During Thursday night's film screening of "ORGASM Inc.," the Watson Forum contained a full house brimming with anticipation for the climactic documentary and Skype question-and-answer session with the director.
Anne Harris, director of women's studies and an organizer of the event, welcomed the crowd with a suiting, "Thank you for coming," igniting giggles throughout Watson Forum, which served as a reminder of how taboo sexual topics are — an issue the event hoped to change.
Directed by Liz Canner, "ORGASM Inc." "is a powerful look inside the medical industry and the marketing campaigns that are literally and figuratively reshaping our everyday lives around health, illness, desire — and that ultimate moment: Orgasm," as described by the film's website, orgasminc.org.
After taking a job as an erotic video editor for a pharmaceutical company, "developing what they hope will be the first Viagra drug for women that wins FDA approval to treat a new disease: Female Sexual Dysfunction (FSD)," Canner suspects her employer, along with other medical companies, are taking advantage of women for the sake of profits.
What she discovered was that Female Sexual Dysfunction was merely a disease created by pharmaceutical companies in the hopes that they could discover the drug that would cure their made up illness. Along the way she also discovered the dangers of these drugs and the horrors of vaginoplasty, which is cosmetic surgery to the vagina.

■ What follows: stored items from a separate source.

// ABOUTME: Pure-data representation of a mixed-integer linear program
// ABOUTME: Variables, linear constraints, and a minimization objective
//
// SPDX-License-Identifier: MIT OR Apache-2.0
// Copyright (c) 2025 Platewise

/// Index of a variable within a [`ProblemSpec`]
pub type VarId = usize;

/// Variable domain
#[derive(Debug, Clone, Copy, PartialEq, Eq)]
pub enum VarKind {
    /// 0/1 integer
    Binary,
    /// Non-negative real
    Continuous,
}

/// One declared variable
#[derive(Debug, Clone)]
pub struct VarSpec {
    /// Debug name, useful when dumping infeasible models
    pub name: String,
    pub kind: VarKind,
}

/// Comparison sense of a linear constraint
#[derive(Debug, Clone, Copy, PartialEq, Eq)]
pub enum Sense {
    Le,
    Ge,
    Eq,
}

/// `terms · x  (sense)  rhs`
#[derive(Debug, Clone)]
pub struct LinearConstraint {
    pub terms: Vec<(VarId, f64)>,
    pub sense: Sense,
    pub rhs: f64,
}

/// A complete model: built declaratively, solved by a
/// [`crate::planner::backend::MilpBackend`].
///
/// Keeping the model as plain data lets the builder be tested against
/// structural invariants without running a solver, and makes the tiered
/// retry a rebuild rather than a mutation.
#[derive(Debug, Clone, Default)]
pub struct ProblemSpec {
    pub vars: Vec<VarSpec>,
    pub constraints: Vec<LinearConstraint>,
    /// Minimization objective as (variable, coefficient) terms; repeated
    /// variables accumulate
    pub objective: Vec<(VarId, f64)>,
}

impl ProblemSpec {
    /// Declare a binary variable
    pub fn add_binary(&mut self, name: impl Into<String>) -> VarId {
        self.push_var(name.into(), VarKind::Binary)
    }

    /// Declare a non-negative continuous variable
    pub fn add_continuous(&mut self, name: impl Into<String>) -> VarId {
        self.push_var(name.into(), VarKind::Continuous)
    }

    fn push_var(&mut self, name: String, kind: VarKind) -> VarId {
        let id = self.vars.len();
        self.vars.push(VarSpec { name, kind });
        id
    }

    /// Add a linear constraint
    pub fn constrain(&mut self, terms: Vec<(VarId, f64)>, sense: Sense, rhs: f64) {
        self.constraints.push(LinearConstraint { terms, sense, rhs });
    }

    /// Add an objective term (minimization)
    pub fn penalize(&mut self, var: VarId, coefficient: f64) {
        if coefficient != 0.0 {
            self.objective.push((var, coefficient));
        }
    }

    /// Number of declared variables
    #[must_use]
    pub fn var_count(&self) -> usize {
        self.vars.len()
    }

    /// Total objective coefficient on one variable (test helper)
    #[must_use]
    pub fn objective_coefficient(&self, var: VarId) -> f64 {
        self.objective
            .iter()
            .filter(|(v, _)| *v == var)
            .map(|(_, c)| c)
            .sum()
    }
}
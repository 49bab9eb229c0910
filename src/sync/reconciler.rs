// ABOUTME: Pull/push reconciliation with divergence-detecting conflict surfacing
// ABOUTME: Implements the updated_at/synced_at merge rules and caller-driven resolution
//
// SPDX-License-Identifier: MIT OR Apache-2.0
// Copyright (c) 2025 Platewise

use chrono::{DateTime, Utc};
use tracing::{info, warn};

use super::remote::RemoteService;
use crate::errors::{AppError, AppResult};
use crate::models::Recipe;
use crate::storage::{RecipeRepository, SettingsRepository};

/// A local/server pair that both changed since the last successful sync
#[derive(Debug, Clone)]
pub struct SyncConflict {
    pub local: Recipe,
    pub server: Recipe,
}

/// Which side of a conflict the caller wants to keep
#[derive(Debug, Clone, Copy, PartialEq, Eq)]
pub enum ConflictChoice {
    Local,
    Server,
}

/// Outcome of one sync call. Operation-level failures land in `error`
/// rather than aborting; only storage corruption escapes as `Err`.
#[derive(Debug, Default)]
pub struct SyncReport {
    pub pulled: usize,
    pub pushed: usize,
    pub conflicts: Vec<SyncConflict>,
    pub error: Option<String>,
}

/// Whether an id names a server-side row: all-numeric ids come from the
/// server, dash-bearing UUIDs were minted locally.
#[must_use]
pub fn is_server_id(id: &str) -> bool {
    !id.is_empty() && id.chars().all(|c| c.is_ascii_digit())
}

/// Two-way merge engine over the repositories and the remote service
pub struct SyncEngine<'a> {
    recipes: &'a dyn RecipeRepository,
    settings: &'a dyn SettingsRepository,
    remote: &'a dyn RemoteService,
}

impl<'a> SyncEngine<'a> {
    #[must_use]
    pub fn new(
        recipes: &'a dyn RecipeRepository,
        settings: &'a dyn SettingsRepository,
        remote: &'a dyn RemoteService,
    ) -> Self {
        Self {
            recipes,
            settings,
            remote,
        }
    }

    /// Run one full sync: pull, push, then preferences.
    ///
    /// `last_sync_at` is stamped only when no fatal error occurred.
    /// Without credentials the report carries an error and nothing runs.
    ///
    /// # Errors
    ///
    /// Only storage failures propagate; remote failures are folded into
    /// the report.
    pub async fn sync(&self) -> AppResult<SyncReport> {
        let mut state = self.settings.get_sync_state().await?;
        let mut report = SyncReport::default();

        if !state.is_logged_in() {
            report.error = Some(AppError::NotLoggedIn.to_string());
            return Ok(report);
        }

        let now = Utc::now();
        self.pull(now, &mut report).await?;
        self.push(now, &mut report).await?;
        self.sync_preferences().await?;

        if report.error.is_none() {
            state.last_sync_at = Some(now);
            self.settings.save_sync_state(&state).await?;
        }
        info!(
            pulled = report.pulled,
            pushed = report.pushed,
            conflicts = report.conflicts.len(),
            "sync finished"
        );
        Ok(report)
    }

    /// Pull server rows: insert unknown ids, overwrite clean rows, surface
    /// diverged rows as conflicts
    async fn pull(&self, now: DateTime<Utc>, report: &mut SyncReport) -> AppResult<()> {
        let server_recipes = match self.remote.fetch_recipes().await {
            Ok(recipes) => recipes,
            Err(err) => {
                warn!(error = %err, "pull failed");
                report.error = Some(err.to_string());
                return Ok(());
            }
        };

        for server in server_recipes {
            match self.recipes.get_recipe(&server.id).await? {
                None => {
                    self.adopt(server, None, now).await?;
                    report.pulled += 1;
                }
                Some(local) => {
                    let last_synced = local.synced_at.unwrap_or(DateTime::<Utc>::MIN_UTC);
                    if local.updated_at > last_synced {
                        // both sides moved since the last sync
                        report.conflicts.push(SyncConflict { local, server });
                    } else {
                        self.adopt(server, Some(&local), now).await?;
                        report.pulled += 1;
                    }
                }
            }
        }
        Ok(())
    }

    /// Store the server's version locally with both stamps at `now`, so the
    /// row is neither re-pushed nor re-conflicted
    async fn adopt(
        &self,
        server: Recipe,
        local: Option<&Recipe>,
        now: DateTime<Utc>,
    ) -> AppResult<()> {
        let mut adopted = server;
        if let Some(local) = local {
            adopted.created_at = local.created_at;
        }
        adopted.updated_at = now;
        adopted.synced_at = Some(now);
        self.recipes.replace_recipe(adopted).await
    }

    /// Push locally edited rows; per-item failures are logged and skipped
    async fn push(&self, now: DateTime<Utc>, report: &mut SyncReport) -> AppResult<()> {
        let pending = self
            .recipes
            .recipes_updated_since(DateTime::<Utc>::MIN_UTC)
            .await?;

        for recipe in pending {
            let result = if is_server_id(&recipe.id) {
                self.remote.update_recipe(&recipe).await
            } else {
                self.remote.create_recipe(&recipe).await
            };
            match result {
                Ok(()) => {
                    self.recipes.mark_recipe_synced(&recipe.id, now).await?;
                    report.pushed += 1;
                }
                Err(err) => {
                    warn!(recipe = %recipe.id, error = %err, "push failed, continuing");
                }
            }
        }
        Ok(())
    }

    /// Server preferences replace local when present; local preferences are
    /// pushed afterwards. Failures here are non-fatal.
    async fn sync_preferences(&self) -> AppResult<()> {
        match self.remote.fetch_preferences().await {
            Ok(Some(preferences)) => self.settings.save_preferences(&preferences).await?,
            Ok(None) => {}
            Err(err) => warn!(error = %err, "preference pull failed"),
        }

        let local = self.settings.get_preferences().await?;
        if let Err(err) = self.remote.push_preferences(&local).await {
            warn!(error = %err, "preference push failed");
        }
        Ok(())
    }

    /// Apply the caller's decision for one conflict.
    ///
    /// Keeping the server copy overwrites the local row; keeping the local
    /// copy re-pushes it. Either way `synced_at` lands at now.
    ///
    /// # Errors
    ///
    /// Storage failures propagate; a failed re-push surfaces as
    /// `AppError::TransientRemote` so the caller can retry.
    pub async fn resolve_conflict(
        &self,
        conflict: &SyncConflict,
        keep: ConflictChoice,
    ) -> AppResult<()> {
        let now = Utc::now();
        match keep {
            ConflictChoice::Server => {
                self.adopt(conflict.server.clone(), Some(&conflict.local), now)
                    .await
            }
            ConflictChoice::Local => {
                let recipe = &conflict.local;
                if is_server_id(&recipe.id) {
                    self.remote.update_recipe(recipe).await?;
                } else {
                    self.remote.create_recipe(recipe).await?;
                }
                self.recipes.mark_recipe_synced(&recipe.id, now).await
            }
        }
    }
}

"After seeing the film, I sympathize with the people who argue that Female Sexual Disorder is blown out of proportion," said sophomore Garth Synnestvedt. "The marketing made possible by pharmaceutical companies is a large factor in determining what women think their sex lives should be like … To me that's a big marker that this is influenced by finance and pharmaceuticals and by social conceptions rather than a pure medical point of view. And I think that came out in the film and the discussion afterwards."
The discussion with Liz Canner after the film provided the audience with an inside look and a follow up to the film. For 40 minutes, the conversation topics ranged from off-label prescriptions to the media's portrayal of sexual encounters always causing orgasms and each question resulted in a friendly, informative answer from Canner.
"She was a warm interviewer," Harris said. "I really like how savvy Canner was and that she used humor."
Harris was thrilled by the interaction and how the "audience was really warm and accepting."
She said her goals for the film were that it "be a positive message about pleasure and an analysis of why pleasure, especially female sexual pleasure, is surrounded by so much baggage and negativity. I was really hoping that there would be a kind of sense of empowerment and awakening — that sex doesn't have to be this negative thing."
Junior Laila Howard agreed.
"The movie itself raises a lot of really important issues that are important contemporary sexually, which you don't find a lot," Howard said. "A lot of what we talk about when we talk about sex has already been talked about by the generation before us. But I think this film brought in not things that haven't been talked about before but put it in a context where we can actually go somewhere with it."
Ruth Poor, a junior, added that documentaries such as ORGASM Inc. "give you more information or substance to an argument that we've already discussed."
"I really like the idea of sex positive — that sex is a good thing," Harris said. "I want students to feel empowered and for students to have pleasure. I think it's an important part of life."
"There's room for a sexual revolution here," Howard said, emphasizing empowerment. "The problem this really stems from is silence. From a young age we don't talk about sex. We don't talk about what it means. Women, 80 years old, 60 years old, 40 years old, 20 years old, don't know where their clitoris is — that's a huge problem."